COVID-19 forced companies to shift their workforces like they never had before.

Restrictions on gatherings made working in one physical space impossible and companies quickly adjusted their capabilities.

Research by AppDynamics, an app performance management software company owned by Cisco, provides some indication of the extent of impact.

Over 80 per cent of organisation technologists globally believed the COVID-19 shift created “the biggest technology pressure for their organisation they have ever experienced”.

Around 64 per cent said demands they were facing were beyond anything they had ever had to deal with before.

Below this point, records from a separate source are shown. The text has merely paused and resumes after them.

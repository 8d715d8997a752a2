//! # Non-blocking fan-out to multiple subscribers.
//!
//! ```text
//! emit(event)
//!     ├──► [queue 1] ──► worker 1 ──► on_event()   panic → SubscriberPanicked
//!     ├──► [queue 2] ──► worker 2 ──► on_event()
//!     └──► [queue N] ──► worker N ──► on_event()   full  → SubscriberOverflow
//! ```
//!
//! - `emit` never waits (`try_send`).
//! - Each subscriber sees events in order; there is no ordering across subscribers.
//! - Overflow events that themselves overflow are not re-published.

use std::any::Any;
use std::sync::Arc;

use futures::FutureExt;
use tokio::{sync::mpsc, task::JoinHandle};

use crate::events::{Bus, Event};

use super::Subscribe;

struct Lane {
    name: &'static str,
    tx: mpsc::Sender<Arc<Event>>,
}

/// Per-subscriber queues and worker tasks.
pub struct SubscriberSet {
    lanes: Vec<Lane>,
    workers: Vec<JoinHandle<()>>,
    bus: Bus,
}

impl SubscriberSet {
    /// Spawns one worker task per subscriber. Must be called inside a tokio runtime.
    #[must_use]
    pub fn new(subs: Vec<Arc<dyn Subscribe>>, bus: Bus) -> Self {
        let mut lanes = Vec::with_capacity(subs.len());
        let mut workers = Vec::with_capacity(subs.len());

        for sub in subs {
            let name = sub.name();
            let (tx, mut rx) = mpsc::channel::<Arc<Event>>(sub.queue_capacity().max(1));
            let bus = bus.clone();

            workers.push(tokio::spawn(async move {
                while let Some(ev) = rx.recv().await {
                    let run = std::panic::AssertUnwindSafe(sub.on_event(&ev)).catch_unwind();
                    if let Err(payload) = run.await {
                        let info = panic_message(payload.as_ref());
                        tracing::error!(subscriber = name, %info, "subscriber panicked");
                        bus.publish(Event::subscriber_panicked(name, info));
                    }
                }
            }));
            lanes.push(Lane { name, tx });
        }

        Self {
            lanes,
            workers,
            bus,
        }
    }

    /// Hands `event` to every subscriber queue.
    pub fn emit(&self, event: Event) {
        let event = Arc::new(event);
        let overflow = event.is_subscriber_overflow();

        for lane in &self.lanes {
            let reason = match lane.tx.try_send(Arc::clone(&event)) {
                Ok(()) => continue,
                Err(mpsc::error::TrySendError::Full(_)) => "full",
                Err(mpsc::error::TrySendError::Closed(_)) => "closed",
            };
            if !overflow {
                tracing::warn!(subscriber = lane.name, reason, kind = event.kind.as_label(), "event dropped");
                self.bus.publish(Event::subscriber_overflow(lane.name, reason));
            }
        }
    }

    pub fn is_empty(&self) -> bool {
        self.lanes.is_empty()
    }

    pub fn len(&self) -> usize {
        self.lanes.len()
    }

    /// Closes every queue and waits for the workers to drain them.
    pub async fn shutdown(self) {
        drop(self.lanes);
        for worker in self.workers {
            let _ = worker.await;
        }
    }
}

fn panic_message(payload: &(dyn Any + Send)) -> String {
    if let Some(msg) = payload.downcast_ref::<&'static str>() {
        (*msg).to_string()
    } else if let Some(msg) = payload.downcast_ref::<String>() {
        msg.clone()
    } else {
        "unknown panic".to_string()
    }
}

#[cfg(test)]
mod tests {
    use super::*;
    use crate::events::EventKind;
    use async_trait::async_trait;
    use std::sync::Mutex;

    struct Recorder(Arc<Mutex<Vec<EventKind>>>);

    #[async_trait]
    impl Subscribe for Recorder {
        async fn on_event(&self, ev: &Event) {
            self.0.lock().unwrap().push(ev.kind);
        }
        fn name(&self) -> &'static str {
            "recorder"
        }
    }

    struct Exploder;

    #[async_trait]
    impl Subscribe for Exploder {
        async fn on_event(&self, _ev: &Event) {
            panic!("boom");
        }
        fn name(&self) -> &'static str {
            "exploder"
        }
    }

    #[tokio::test]
    async fn delivers_in_order_and_drains_on_shutdown() {
        let seen = Arc::new(Mutex::new(Vec::new()));
        let set = SubscriberSet::new(vec![Arc::new(Recorder(seen.clone()))], Bus::new(8));
        assert_eq!(set.len(), 1);

        set.emit(Event::new(EventKind::RoundStarted));
        set.emit(Event::new(EventKind::Solved));
        set.emit(Event::new(EventKind::RoundCompleted));
        set.shutdown().await;

        assert_eq!(
            *seen.lock().unwrap(),
            vec![EventKind::RoundStarted, EventKind::Solved, EventKind::RoundCompleted]
        );
    }

    #[tokio::test]
    async fn panic_is_published_on_the_bus() {
        let bus = Bus::new(8);
        let mut rx = bus.subscribe();
        let set = SubscriberSet::new(vec![Arc::new(Exploder)], bus.clone());

        set.emit(Event::new(EventKind::RoundStarted));
        let ev = rx.recv().await.unwrap();
        assert!(ev.is_subscriber_panic());
        assert_eq!(ev.actor.as_deref(), Some("exploder"));
        assert_eq!(ev.reason.as_deref(), Some("boom"));
        set.shutdown().await;
    }
}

And 61 per cent felt under more pressure than ever before.

Some of the biggest problems included managing spikes in traffic and managing mean time to resolution (MTTR) on issues.

 

From forming to storming

While the radical shift occurred weeks ago, there is still the uncertainty over what will happen next.

And one expert thinks more change is on the horizon.

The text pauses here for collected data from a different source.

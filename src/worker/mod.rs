//! Delivery workers.
//!
//! One [`WorkerActor`] per vehicle. It answers capability queries, validates and
//! queues route proposals, drives accepted routes one at a time through the
//! [`execution`] state machine and tells the coordinator when it is back at its
//! depot.

mod actor;
mod execution;

pub use actor::{WorkerActor, WorkerParams};
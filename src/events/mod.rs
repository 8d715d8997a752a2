//! Runtime events: types and broadcast bus.
//!
//! This module groups the event **data model** and the **bus** used to
//! publish/subscribe to events emitted by the fleet runtime, the coordinator,
//! the workers, the source poller and subscriber workers.
//!
//! ## Contents
//! - [`EventKind`], [`Event`] event classification and payload metadata
//! - [`Bus`] thin wrapper over `tokio::sync::broadcast`
//!
//! ## Quick reference
//! - **Publishers**: `Fleet`, `Coordinator`, `Worker`, the source poller,
//!   submission tasks, `SubscriberSet` workers (overflow/panic).
//! - **Consumers**: the fleet's subscriber listener (fans out to `SubscriberSet`),
//!   and anyone holding a receiver from [`FleetHandle::events`](crate::FleetHandle::events).

mod bus;
mod event;

pub use bus::Bus;
pub use event::{Event, EventKind};
//! Timing and recovery policies.
//!
//! ## Contents
//! - [`BackoffPolicy`] how the delay between empty or failed source polls evolves
//! - [`JitterPolicy`]  randomization strategy so many pollers do not hit a source in lockstep
//! - [`RejectionPolicy`] what happens to demands of a route that was not delivered
//!
//! ## Quick wiring
//! ```text
//! PollConfig ─► BackoffPolicy ─► source poller: delay = backoff.next(empty_streak)
//! CoordinatorConfig.rejection_policy ─► coordinator: rejected / lost / unresolved routes
//! ```
//!
//! ## Defaults
//! - `BackoffPolicy::default()` → first=500ms, factor=2.0, max=5s, jitter=Equal.
//! - `RejectionPolicy::Requeue` → undelivered demands go back to the accumulation buffer.

mod backoff;
mod jitter;
mod rejection;

pub use backoff::BackoffPolicy;
pub use jitter::JitterPolicy;
pub use rejection::RejectionPolicy;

Nathan Knight, general Manager at Lenovo DCG — the division of Lenovo that manages data centres, believes the next shift won’t be as rapid, but it could be just as challenging.

Pointing to Bruce Tuckman’s model of group development, Knight said the forming stage was complete and the storming stage loomed.

“Organisations have gone off and said ‘OK we need to stand our remote workers up and get them to a point where they can actually provide simple core capability to the business’, I think we’re absolutely at that stage now,” he told Stockhead.

“The next challenge we’re going to be having is that storming space. The discussions we are having with a lot of our customers is the productivity discussion.”

The problem is that while workers are doing more than ever before, it isn’t necessarily being done in a productive manner, according to Knight.

“I don’t know about you but I’m spending a significant amount of my time on calls, in collaboration tools like [Microsoft] Teams. I am doing a lot but I would suggest I’m probably not as productive as I was,” he noted.

“So I think technology is going to be the key area that allows us to move from a storming stage of ‘we are there’ to a productivity stage.”

 

Companies need more data

Knight thinks businesses will look more to analytics to judge the performance of their remote workforce. He believes while some may return to the office, a significant proportion will not.

“I think there is a new norm. I would suggest that within our organisation we might have 50 per cent of the people we had in the office going forward that will [return to] operate in our office,” he said.

“Different types of things we’ve initiated are measurements that allow us to understand the productivity of our organisation.”

Knight said Lenovo looked at things like number of quotes generated and tracked activity reports to guage the level of activity of its sales team and how the company was tracking with its sales pipeline.

“So we are looking at data a lot more than we would’ve if our people were sitting in our office, sitting next to their manager and their manager would have managed it a lot more organically,” he explained.

“There’s a real requirement for data insights and more analytics to be able to manage our teams.”